Jaxon also proves to be a strong, quick-thinking girl with a crush on a black boy and a friend who, in 1918, likes to wear boys' pants and shoes under her dresses. Author Mary Calhoun Brown defies many stereotypes. Teachers and parents looking for a book with strong female characters or gentle, nurturing men will find them here. The book also promotes awareness of autism without presenting it as a problem to be overcome. In fact the main problem from Jaxon's point of view is that other people do not understand autism and treat her as though she is stupid or, to use her word, unworthy.
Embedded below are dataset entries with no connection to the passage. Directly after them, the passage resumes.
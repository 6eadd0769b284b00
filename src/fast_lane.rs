use std::sync::Arc;

use crate::error::{Error, Result};
use crate::events::{ArenaObserver, NullObserver};
use crate::handle::{Handle, RegionTag};
use crate::one_way::OneWayLane;
use crate::record::{AllocationRecord, Hints, Priority};
use crate::region::{Region, RegionState, Resolved, ResolvedMut};
use crate::slow_lane::SlowLane;

/// Region specialisation for small, short-lived entries (spec §4.2).
/// Positive id space; no reserved safety margin; its `compact()` may offer
/// cold/old/low-priority entries to a wired `OneWayLane` before closing
/// gaps.
pub struct FastLane {
  state: RegionState,
  observer: Arc<dyn ArenaObserver>,
}

impl FastLane {
  /// Creates a FastLane with the given byte capacity and no observer.
  pub fn new(capacity: usize) -> Self {
    Self::with_observer(capacity, Arc::new(NullObserver))
  }

  /// Creates a FastLane that reports events to `observer`.
  pub fn with_observer(capacity: usize, observer: Arc<dyn ArenaObserver>) -> Self {
    Self { state: RegionState::new("fast", RegionTag::Fast, capacity), observer }
  }

  /// Turns a live record into a stub redirecting to `slow_handle`. Fails
  /// with [`Error::InvalidHandle`] if `fast_handle` is unknown or already a
  /// stub (spec §4.2).
  pub fn replace_with_stub(&mut self, fast_handle: Handle, slow_handle: Handle) -> Result<()> {
    let rec = self.state.get(fast_handle.id())?;
    if rec.is_stub() {
      return Err(Error::InvalidHandle(fast_handle));
    }
    let rec = self.state.remove(fast_handle.id())?;
    self.state.replace(rec.into_stub(slow_handle));
    Ok(())
  }

  /// Implements the full compaction policy from spec §4.2: entries whose
  /// hints include `Cold`/`Old`, whose priority is `Low`, or whose size
  /// exceeds `large_entry_threshold` are first offered to `one_way` for
  /// migration to `slow`. Every migration decision for this call is made
  /// before any bytes are physically relocated, so compaction never sees a
  /// record mid-migration. Entries `one_way` could not place (or for which
  /// no `one_way` is wired) simply fall through to ordinary relocation.
  pub fn compact_with_migration(
    &mut self,
    one_way: Option<&mut OneWayLane>,
    slow: &mut SlowLane,
    large_entry_threshold: usize,
  ) -> Result<()> {
    if let Some(one_way) = one_way {
      let candidates =
        self.state.live_ids_matching(|r| r.is_migration_candidate(large_entry_threshold));
      for id in candidates {
        let handle = Handle::new(id, RegionTag::Fast);
        match one_way.move_from_fast_to_slow(self, slow, handle) {
          Ok(_) => {}
          // A recoverable migration failure: leave the entry live in the
          // FastLane, it will be relocated by the relocation pass below.
          Err(Error::BufferTooSmall { size, capacity }) => {
            log::debug!(
              target: "lanearena",
              "migration candidate id={id} region={} skipped: entry of {size} bytes exceeds scratch buffer ({capacity} bytes)",
              self.state.name
            );
          }
          Err(other) => return Err(other),
        }
      }
    }
    self.state.compact_in_place();
    self.observer.on_compaction(self.state.name);
    Ok(())
  }
}

impl Region for FastLane {
  fn name(&self) -> &'static str {
    self.state.name
  }

  fn capacity(&self) -> usize {
    self.state.capacity()
  }

  fn allocate(
    &mut self,
    size: usize,
    priority: Priority,
    hints: Hints,
    debug_name: Option<String>,
    frame: u64,
  ) -> Result<Handle> {
    self.state.allocate_record(size, priority, hints, debug_name, frame, &*self.observer)
  }

  fn can_allocate(&self, size: usize) -> bool {
    self.state.can_place(size)
  }

  fn resolve(&self, handle: Handle) -> Result<Resolved<'_>> {
    let rec = self.state.get(handle.id())?;
    if rec.is_stub() {
      return Ok(Resolved::Redirect(rec.redirect_to().ok_or(Error::DanglingStub)?));
    }
    Ok(Resolved::Bytes(self.state.bytes(rec)))
  }

  fn resolve_mut(&mut self, handle: Handle) -> Result<ResolvedMut<'_>> {
    let rec = self.state.get(handle.id())?.clone();
    if rec.is_stub() {
      return Ok(ResolvedMut::Redirect(rec.redirect_to().ok_or(Error::DanglingStub)?));
    }
    Ok(ResolvedMut::Bytes(self.state.bytes_mut(&rec)))
  }

  fn touch(&mut self, handle: Handle, frame: u64) -> Result<()> {
    self.state.get_mut(handle.id())?.last_access_frame = frame;
    Ok(())
  }

  fn free(&mut self, handle: Handle) -> Result<Option<Handle>> {
    let rec = self.state.remove(handle.id())?;
    Ok(rec.redirect_to())
  }

  fn compact(&mut self) {
    self.state.compact_in_place();
    self.observer.on_compaction(self.state.name);
  }

  fn has_handle(&self, handle: Handle) -> bool {
    self.state.has(handle.id())
  }

  fn get_record(&self, handle: Handle) -> Result<&AllocationRecord> {
    self.state.get(handle.id())
  }

  fn usage_ratio(&self) -> f64 {
    self.state.usage_ratio()
  }

  fn free_space(&self) -> usize {
    self.state.free_space()
  }

  fn stub_count(&self) -> usize {
    self.state.stub_count()
  }

  fn estimated_fragmentation_percent(&self) -> f64 {
    self.state.estimated_fragmentation_percent()
  }

  fn debug_dump(&self) -> String {
    self.state.debug_dump()
  }

  fn visual_map(&self) -> String {
    self.state.visual_map(64)
  }
}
We see the world through the eyes of someone who is extremely sensitive to touch and to sounds. Jaxon also pays close attention to details and colors. The descriptions of the world around her-- the feel of the carpet, the sounds of the rain-- are peaceful and poetic. Jaxon, who has much difficulty communicating with others, including her own mother, is still able to paint for us beautiful images of the world as she sees it.
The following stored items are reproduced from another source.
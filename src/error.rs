use crate::handle::Handle;

/// Errors returned at the public API boundary.
///
/// Every operation either succeeds and leaves the arena's invariants intact,
/// or fails and returns one of these without mutating any region (the sole
/// exception is [`Arena::free_many`](crate::arena::Arena::free_many), which
/// commits a prefix of frees before reporting the failing one).
#[derive(Debug, Clone, Copy, PartialEq, Eq, thiserror::Error)]
pub enum Error {
  /// The handle's id is unknown to the region its tag routes to, or the id
  /// is the reserved zero value.
  #[error("handle {0:?} is not known to its owning region")]
  InvalidHandle(Handle),

  /// The allocation cannot be satisfied by any region given the current fit
  /// policy and, for the SlowLane, its reserved safety margin.
  #[error("allocation of {requested} bytes exceeds available capacity ({available} bytes free)")]
  OutOfCapacity {
    /// Bytes requested by the caller.
    requested: usize,
    /// Bytes the region (or arena) could actually place right now.
    available: usize,
  },

  /// A record is a stub but its `redirect_to` is absent or unknown to the
  /// region it should point at.
  #[error("record is a stub with a dangling redirect")]
  DanglingStub,

  /// The supplied [`ArenaConfig`](crate::config::ArenaConfig) violates one
  /// of its invariants.
  #[error("invalid arena configuration: {0}")]
  InvalidConfig(&'static str),

  /// The `OneWayLane` scratch buffer is smaller than the entry being
  /// migrated.
  #[error("entry of {size} bytes exceeds the migration scratch buffer ({capacity} bytes)")]
  BufferTooSmall {
    /// Size of the entry that failed to migrate.
    size: usize,
    /// Capacity of the scratch buffer.
    capacity: usize,
  },
}

/// Convenience alias used throughout the crate.
pub type Result<T> = core::result::Result<T, Error>;
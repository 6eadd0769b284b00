//! Two-tier, handle-indirected arena memory manager.
//!
//! An [`Arena`] owns a [`FastLane`] for small, short-lived allocations and a
//! [`SlowLane`] for long-lived or large ones, with a [`OneWayLane`] wired
//! between them to promote cold FastLane entries without giving out
//! pointers that could dangle across a compaction. Every external identity
//! is a [`Handle`]: a `{id, region}` pair decoupled from the allocation's
//! physical offset, which is the only thing compaction is allowed to move.
//!
//! ```
//! use lanearena::{Arena, ArenaConfig, Hints, Priority};
//!
//! let arena = Arena::new(ArenaConfig::default()).unwrap();
//! let handle = arena.allocate(64, Priority::Normal, Hints::empty(), None, 0).unwrap();
//! arena.with_bytes_mut(handle, |bytes| bytes.fill(0x42)).unwrap();
//! assert_eq!(arena.resolve(handle).unwrap(), vec![0x42; 64]);
//! arena.free(handle).unwrap();
//! ```

mod arena;
mod config;
mod error;
mod events;
mod fast_lane;
mod handle;
mod one_way;
mod record;
mod region;
mod slow_lane;

pub use arena::Arena;
pub use config::ArenaConfig;
pub use error::{Error, Result};
pub use events::{ArenaObserver, LoggingObserver, NullObserver};
pub use fast_lane::FastLane;
pub use handle::{Handle, HandleWire, RegionTag};
pub use one_way::OneWayLane;
pub use record::{AllocationRecord, Hints, Priority};
pub use region::{Region, Resolved, ResolvedMut};
pub use slow_lane::SlowLane;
When Jaxon is magically transported through a painting and back in time, she finds that she is able to speak. In fact she seems to have no trouble communicating whatsoever and to be unusually good at intuiting the feelings of others. In Tennessee in 1918 Jaxon's autism is not a problem, but she soon discovers that racism, an issue that she had been unaware of before her time-travel adventure, is a huge one.
Ms. Brown more than once compares racism to the discrimination that Jaxon faces as a person with autism. Brown's presentation of race issues in the United States does not go very deep. Happily the black character, Oliver, has three wonderful white friends who are willing to risk their lives for him. Also, Jaxon seems to believe that racism is all but gone in her modern world. We can forgive, perhaps, her surface-level observations on race, knowing that Jaxon almost never leaves her grandparents' house and interacts with few people outside of her family. Though readers may not feel convinced that the experience of a black person in the south parallels that of an autistic child so neatly, teachers and students will appreciate Brown's message of tolerance toward all others.
The strongest aspect of the story is the unfolding mystery and adventure as Jaxon and her friends race against time, hoping to stop a train wreck and to rescue Oliver. There is real suspense, and Brown describes the action with vivid images, employing the same poetic language that she uses for the pastoral scenes in the beginning of the book. Despite the excitement of a train hurtling toward tragedy in the hours before dawn, the book maintains its peaceful, dreamlike feel throughout.
There Are No Words is a quick read with thoroughly likable characters. The relationships between the characters are sweet while still being very real. Readers will be inspired by the patience of Jaxon's grandparents and the kindness of her friends.
Quill says: A dream-like adventure that reads like poetry while challenging stereotypes.